CSC165 week12 SLOG:

    This week had been a long week, the 3rd assignment is really not easy, and the new materials taught in class were hard to comprehend. For the assignment, the fifth question,∀f,g ϵ Ƒ, f ϵO(g) ∨ f ϵ Ω(g), is very tricky to me, and I did it wrong in my first try,because I did not consider the definition of the big-O and Omega carefully. In the introduction of disjunction,  if A is true, then not A or A is True. And I thought big-O and Omega is opposite to each other, then I thought if big-O of this fucntion is wrong, then Omega of it must be right, then I can use introduction of disjunction to prove this claim right. However, there are functions which are oscillating. For example, f(n) = cos n, it is oscillating, it changes it growth rate from positive to negative and then from negative to positive again and again, so it is neither in an big-O nor in a Omega of some functions. Then we should prove the negation of the claim,∃f,g ϵ Ƒ, f ∉ O(g) ∧ f ∉ Ω(g). 
   
     In the lecture, we explore further on the computability and introduce a new strategy of proof called induction. About induction, I think the use of it is similar to the way how we write recursive functions for linked list in CSC148. When we write recursive function, we take the first item of the linked list as input, and we need to write a appropriate base case first, then write a case that recalls this function again using the next item in the list as input, then we can get the result of all the items running this function. When we write the proof  of the claim ∀ nϵ ℕ, p(n) using induction, we also need to think about a base case first and prove it with the a base number which should be zero,the smallest possible input, in this case, then link all other possible inputs together by finding the relationship between each two inputs. In this case, we can always use the next smallest number (n +1) as new input just like a linked list. Then by proving p(0) right implies p(0+1) right, we know p(0+1) is right also implies p(0+1+1) right, and etc.

    -end- :)

 

    
    

   
   

CSC165 week11SLOG:

     This week we had winter break, so I thought I will have not much to write about this course. But just like Forrest Gump said,"life is a box of chocolate." I never thought about that two totally new and confusing ideas,the halting problems and computability, were Brought into my life in this week's lecture. These two ideas are all about algorithm in the computer.

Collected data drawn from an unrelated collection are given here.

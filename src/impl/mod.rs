// Crate-internal.
// ---

pub(crate) mod data {
    pub(crate) mod datasources {
        pub(crate) mod billing_csv_datasource;
        pub(crate) mod mileage_sqlite_datasource;
    }
    pub(crate) mod models {
        pub(crate) mod cache_sync_metadata_model;
        pub(crate) mod mileage_cache_entry_model;
        pub(crate) mod quantity_model;
        pub(crate) mod service_date_model;
        pub(crate) mod timestamp_model;
    }
    pub(crate) mod repositories {
        pub(crate) mod billing_rows_repository_impl;
        pub(crate) mod mileage_cache_repository_impl;
    }
}

pub(crate) mod domain {
    pub(crate) mod entities {
        pub(crate) mod billing_row;
        pub(crate) mod cache_key;
        pub(crate) mod handlers;
        pub(crate) mod mileage_cache_entry;
        pub(crate) mod output_record;
        pub(crate) mod passenger_aggregate;
        pub(crate) mod service_token;
    }
    pub(crate) mod logic {
        pub(crate) mod aggregation_engine;
        pub(crate) mod flattener;
        pub(crate) mod normalizer;
        pub(crate) mod payer_rules;
        pub(crate) mod service_text_parser;
    }
    pub(crate) mod repositories {
        pub(crate) mod billing_rows_repository;
        pub(crate) mod mileage_cache_repository;
    }
    pub(crate) mod usecases {
        pub(crate) mod invoice_usecase;
    }
}

// Public exports.
// ---

#[doc(hidden)]
#[allow(unused_imports)]
pub mod exports {
    // This mod represents how clients see the library, and can differ from the
    // internal structure.
    //
    // The contents of this mod are re-exported in the root of the crate.

    pub mod entities {
        pub use crate::domain::entities::billing_row::*;
        pub use crate::domain::entities::cache_key::*;
        pub use crate::domain::entities::handlers::*;
        pub use crate::domain::entities::mileage_cache_entry::*;
        pub use crate::domain::entities::output_record::*;
        pub use crate::domain::entities::passenger_aggregate::*;
        pub use crate::domain::entities::service_token::*;
    }

    pub mod logic {
        pub use crate::domain::logic::aggregation_engine::AggregationEngine;
        pub use crate::domain::logic::flattener::Flattener;
        pub use crate::domain::logic::normalizer::*;
        pub use crate::domain::logic::payer_rules::*;
        pub use crate::domain::logic::service_text_parser::{
            parse_custom_service_codes, parse_detail_tuples, parse_order_items,
        };
    }

    pub mod repositories {
        pub use crate::data::repositories::mileage_cache_repository_impl::MileageCacheStore;
        pub use crate::domain::repositories::mileage_cache_repository::*;
    }
}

    In the beginning of the lecture, two great people Alonzo Church(who introduced Lambda calculus) and Alan Turing(who described Turing machine) were introduced. They showed that there are some problems that cannot be solved by algorithm,in another word, uncomputable.  An important idea to know is that the programming languages we run on the modern computers are "turing complete", that is to say, the computer can solve any problem a turing machine can. And a turing machine is not a real machine, it is just a system of rules, states and transitions conceived by Turing.  Lambda calculus is an example of turing completeness.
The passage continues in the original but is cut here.